The Aeroput MMS-3 (Аеропут ММС-3) was the first Yugoslavian twin-engined light three-seater passenger aircraft, produced by Aeronautical service of Aeroput for its own needs in 1935. The chief designer was the aviation engineer Milenko Mitrović - Spirta, the CTO of Aeroput.

==Development==
Design work was conducted in 1934, the designer was aeronautical engineer Milenko Mitrović - Spirta, whose initials are on the plane as the MMS label (such was then the custom among constructors of Yugoslav aircraft). The number on the label represents a 3-seater passenger plane. Mr Milenko Mitrović - Spirta was then technical director of Aeroput and suggested that the Board of Directors on the basis of his project, which was in March 1934 tested in the Eiffel wind tunnel in Paris, made for Aeroput in his workshop for repairing aircraft an airplane which would be used as aviotaxi, for whom he felt a great need. The constructor then tried several configurations, including inline and radial engines, without guards and shields, placed at different distances from the fuselage. The final configuration was characterised by an aerodynamic perfection of Class 12, in those years achieved only by very good gliders. During 1935 the prototype was built, the maiden flight occurring in January 1936. The first flight and test of the aircraft were conducted by pilot Vladimir Striževski, head of Aeroput transport pilots. As the plane showed good performance, in the same season in 1936 it entered operational use.

==Technical specification==
The MMS-3 was a twin-engine high-wing monoplane of wooden construction with the fuselage covered with plywood, and the wings with fabric, intended primarily for aerial taxi operations. It was powered by two 88 hp (66 kW; 90 PS) Pobjoy Niagara III 7-cylinder piston radial engines, driving two-bladed fixed-pitch propellers. These engines were characterized by low fuel consumption and very quiet operation, allowing greater passenger comfort. For that time the plane had unusual concept, instead of conventional fuselage, in the extension of the engine carrier had two tail fins (bi-fuselage). Fuel tanks were located in the wing between the two engines with fuel capacity of 265 L. Cabins of pilots and passengers represent one unit, which like gondola is located below the airplane wings.
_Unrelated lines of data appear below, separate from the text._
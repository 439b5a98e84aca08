use std::sync::Arc;

use deadpool_libsql::libsql::{Row, Rows, Value};

use crate::error::SqlUnifyError;
use crate::results::ResultSet;
use crate::types::RowValues;

/// Drain `rows` into a result set.
///
/// # Errors
/// Returns `SqlUnifyError::LibsqlError` if stepping or reading a cell fails.
pub async fn build_result_set(mut rows: Rows) -> Result<ResultSet, SqlUnifyError> {
    let column_count = rows.column_count();
    let column_names: Vec<String> = (0..column_count)
        .map(|i| {
            rows.column_name(i)
                .map_or_else(|| format!("column_{i}"), str::to_string)
        })
        .collect();
    let width = column_names.len();

    let mut result_set = ResultSet::with_capacity(10);
    result_set.set_column_names(Arc::new(column_names));

    while let Some(row) = rows.next().await? {
        let mut row_values = Vec::with_capacity(width);
        for i in 0..column_count {
            row_values.push(libsql_extract_value(&row, i)?);
        }
        result_set.add_row_values(row_values);
    }
    Ok(result_set)
}

fn libsql_extract_value(row: &Row, idx: i32) -> Result<RowValues, SqlUnifyError> {
    Ok(match row.get_value(idx)? {
        Value::Null => RowValues::Null,
        Value::Integer(i) => RowValues::Int(i),
        Value::Real(f) => RowValues::Float(f),
        Value::Text(s) => RowValues::Text(s),
        Value::Blob(bytes) => RowValues::Blob(bytes),
    })
}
The cabin had a large window area that provided excellent visibility to the pilot and passengers. This made it an extraordinary airplane for panorama flights. The plane had fixed landing gear of a conventional type, with the tail wheel located at the rear of the fuselage and the main wheels mounted on one side of the gondola fuselage and on the other side to engine mount. The main wheels had aerodynamic fenders. In 1940 year, the MMS-3 was used to test tricycle undercarriage, i.e. with a nose wheel. During this time the engineer Mitrović and Prof. Dr. Ing. Miroslav Nenadović collaborated on a twin engine light bomber project called Nemi, and that was supposed to have a similar arrangement as used on the MMS-3, but with a tricycle undercarriage. The project Nemi was never realised.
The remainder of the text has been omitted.